(Saved data entries)

════

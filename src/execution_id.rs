use serde::{Deserialize, Serialize};
use std::fmt;
use uuid::Uuid;

/// Correlates the log lines of one run across attempts.
#[derive(Debug, Clone, PartialEq, Eq, Serialize, Deserialize)]
pub struct ExecutionId(pub String);

impl ExecutionId {
    pub fn new() -> Self {
        Self(format!("run_{}", Uuid::new_v4()))
    }
}

impl Default for ExecutionId {
    fn default() -> Self {
        Self::new()
    }
}

impl fmt::Display for ExecutionId {
    fn fmt(&self, f: &mut fmt::Formatter<'_>) -> fmt::Result {
        f.write_str(&self.0)
    }
}
// src/metrics.rs

//! Timing and memory measurement for a single interpreter process.
//!
//! Memory tracking uses the `sysinfo` crate and is best-effort:
//! - Memory is sampled periodically (polling).
//! - Extremely short-lived spikes may not be captured.
//! - If the PID cannot be inspected, tracking degrades gracefully and
//!   reports `None`.
//!
//! Nothing here feeds into the response body; the figures are only logged.

use std::sync::{
    atomic::{AtomicBool, AtomicU64, Ordering},
    Arc,
};
use std::thread;
use std::time::Duration;

use sysinfo::{Pid, System};

/// Metrics collected for a single run.
#[derive(Debug, Clone)]
pub struct RunMetrics {
    /// Wall-clock duration in milliseconds, launch to settlement.
    pub duration_ms: u128,

    /// Peak RSS in KB (best-effort).
    pub max_rss_kb: Option<u64>,
}

/// Tracks peak memory usage of a child process while it runs.
pub struct MemoryTracker {
    stop: Arc<AtomicBool>,
    max_kb: Arc<AtomicU64>,
}

impl MemoryTracker {
    /// Start sampling `pid` every `sample_every` on a background thread.
    ///
    /// The thread exits on its own once the process disappears or
    /// [`MemoryTracker::stop_and_take`] is called.
    pub fn start(pid_u32: u32, sample_every: Duration) -> Self {
        let stop = Arc::new(AtomicBool::new(false));
        let max_kb = Arc::new(AtomicU64::new(0));

        let stop_clone = Arc::clone(&stop);
        let max_clone = Arc::clone(&max_kb);

        thread::spawn(move || {
            let pid = Pid::from_u32(pid_u32);
            let mut system = System::new();

            while !stop_clone.load(Ordering::Relaxed) {
                if !system.refresh_process(pid) {
                    break;
                }

                match system.process(pid) {
                    // sysinfo reports bytes
                    Some(process) => {
                        max_clone.fetch_max(process.memory() / 1024, Ordering::Relaxed);
                    }
                    None => break,
                }

                thread::sleep(sample_every);
            }
        });

        Self { stop, max_kb }
    }

    /// Stop tracking and return the peak RSS in KB.
    ///
    /// Does not join the sampler thread, so it never blocks the caller.
    /// Returns `None` if no samples were collected.
    pub fn stop_and_take(self) -> Option<u64> {
        self.stop.store(true, Ordering::Relaxed);

        match self.max_kb.load(Ordering::Relaxed) {
            0 => None,
            max => Some(max),
        }
    }
}
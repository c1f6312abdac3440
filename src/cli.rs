// src/cli.rs

use clap::{Parser, Subcommand};
use std::path::PathBuf;

/// Sandboxed Python snippet execution service.
///
/// `config.yaml` is optional. CLI flags only override config values.
#[derive(Parser, Debug)]
#[command(name = "pyexec", version, disable_help_subcommand = true)]
pub struct Cli {
    /// Subcommand to execute
    #[command(subcommand)]
    pub command: Command,
}

/// All supported CLI commands.
#[derive(Subcommand, Debug)]
pub enum Command {
    /// Serve `POST /api/run-python` over HTTP.
    Serve {
        /// Path to config file (defaults apply when it does not exist)
        #[arg(short, long, default_value = "config.yaml")]
        config: PathBuf,

        /// Override listen address
        ///
        /// Example:
        /// --addr 0.0.0.0:8080
        #[arg(long)]
        addr: Option<String>,

        /// Override the preferred interpreter
        #[arg(long)]
        python: Option<String>,
    },

    /// Execute one snippet and print the result as JSON.
    ///
    /// Reads the snippet from FILE, or from stdin when omitted.
    Run {
        /// Path to config file (defaults apply when it does not exist)
        #[arg(short, long, default_value = "config.yaml")]
        config: PathBuf,

        /// Override the preferred interpreter
        #[arg(long)]
        python: Option<String>,

        /// Override the deadline in milliseconds
        #[arg(long)]
        timeout_ms: Option<u64>,

        /// Snippet file
        file: Option<PathBuf>,
    },

    /// Write a default config.yaml into the current directory.
    Init,
}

════

WORK TASK: Set down the data exactly.

SOLUTION TO THIS EXERCISE:
filename src/execution_id.rs
use serde::{Deserialize, Serialize};
use std::fmt;
use uuid::Uuid;

/// Correlates the log lines of one run across attempts.
#[derive(Debug, Clone, PartialEq, Eq, Serialize, Deserialize)]
pub struct ExecutionId(pub String);

impl ExecutionId {
    pub fn new() -> Self {
        Self(format!("run_{}", Uuid::new_v4()))
    }
}

impl Default for ExecutionId {
    fn default() -> Self {
        Self::new()
    }
}

impl fmt::Display for ExecutionId {
    fn fmt(&self, f: &mut fmt::Formatter<'_>) -> fmt::Result {
        f.write_str(&self.0)
    }
}
// src/metrics.rs

//! Timing and memory measurement for a single interpreter process.
//!
//! Memory tracking uses the `sysinfo` crate and is best-effort:
//! - Memory is sampled periodically (polling).
//! - Extremely short-lived spikes may not be captured.
//! - If the PID cannot be inspected, tracking degrades gracefully and
//!   reports `None`.
//!
//! Nothing here feeds into the response body; the figures are only logged.

use std::sync::{
    atomic::{AtomicBool, AtomicU64, Ordering},
    Arc,
};
use std::thread;
use std::time::Duration;

use sysinfo::{Pid, System};

/// Metrics collected for a single run.
#[derive(Debug, Clone)]
pub struct RunMetrics {
    /// Wall-clock duration in milliseconds, launch to settlement.
    pub duration_ms: u128,

    /// Peak RSS in KB (best-effort).
    pub max_rss_kb: Option<u64>,
}

/// Tracks peak memory usage of a child process while it runs.
pub struct MemoryTracker {
    stop: Arc<AtomicBool>,
    max_kb: Arc<AtomicU64>,
}

impl MemoryTracker {
    /// Start sampling `pid` every `sample_every` on a background thread.
    ///
    /// The thread exits on its own once the process disappears or
    /// [`MemoryTracker::stop_and_take`] is called.
    pub fn start(pid_u32: u32, sample_every: Duration) -> Self {
        let stop = Arc::new(AtomicBool::new(false));
        let max_kb = Arc::new(AtomicU64::new(0));

        let stop_clone = Arc::clone(&stop);
        let max_clone = Arc::clone(&max_kb);

        thread::spawn(move || {
            let pid = Pid::from_u32(pid_u32);
            let mut system = System::new();

            while !stop_clone.load(Ordering::Relaxed) {
                if !system.refresh_process(pid) {
                    break;
                }

                match system.process(pid) {
                    // sysinfo reports bytes
                    Some(process) => {
                        max_clone.fetch_max(process.memory() / 1024, Ordering::Relaxed);
                    }
                    None => break,
                }

                thread::sleep(sample_every);
            }
        });

        Self { stop, max_kb }
    }

    /// Stop tracking and return the peak RSS in KB.
    ///
    /// Does not join the sampler thread, so it never blocks the caller.
    /// Returns `None` if no samples were collected.
    pub fn stop_and_take(self) -> Option<u64> {
        self.stop.store(true, Ordering::Relaxed);

        match self.max_kb.load(Ordering::Relaxed) {
            0 => None,
            max => Some(max),
        }
    }
}
repository c1f6312abdac3440
filename src/cli.rs
// src/cli.rs

use clap::{Parser, Subcommand};
use std::path::PathBuf;

/// Sandboxed Python snippet execution service.
///
/// `config.yaml` is optional. CLI flags only override config values.
#[derive(Parser, Debug)]
#[command(name = "pyexec", version, disable_help_subcommand = true)]
pub struct Cli {
    /// Subcommand to execute
    #[command(subcommand)]
    pub command: Command,
}

/// All supported CLI commands.
#[derive(Subcommand, Debug)]
pub enum Command {
    /// Serve `POST /api/run-python` over HTTP.
    Serve {
        /// Path to config file (defaults apply when it does not exist)
        #[arg(short, long, default_value = "config.yaml")]
        config: PathBuf,

        /// Override listen address
        ///
        /// Example:
        /// --addr 0.0.0.0:8080
        #[arg(long)]
        addr: Option<String>,

        /// Override the preferred interpreter
        #[arg(long)]
        python: Option<String>,
    },

    /// Execute one snippet and print the result as JSON.
    ///
    /// Reads the snippet from FILE, or from stdin when omitted.
    Run {
        /// Path to config file (defaults apply when it does not exist)
        #[arg(short, long, default_value = "config.yaml")]
        config: PathBuf,

        /// Override the preferred interpreter
        #[arg(long)]
        python: Option<String>,

        /// Override the deadline in milliseconds
        #[arg(long)]
        timeout_ms: Option<u64>,

        /// Snippet file
        file: Option<PathBuf>,
    },

    /// Write a default config.yaml into the current directory.
    Init,
}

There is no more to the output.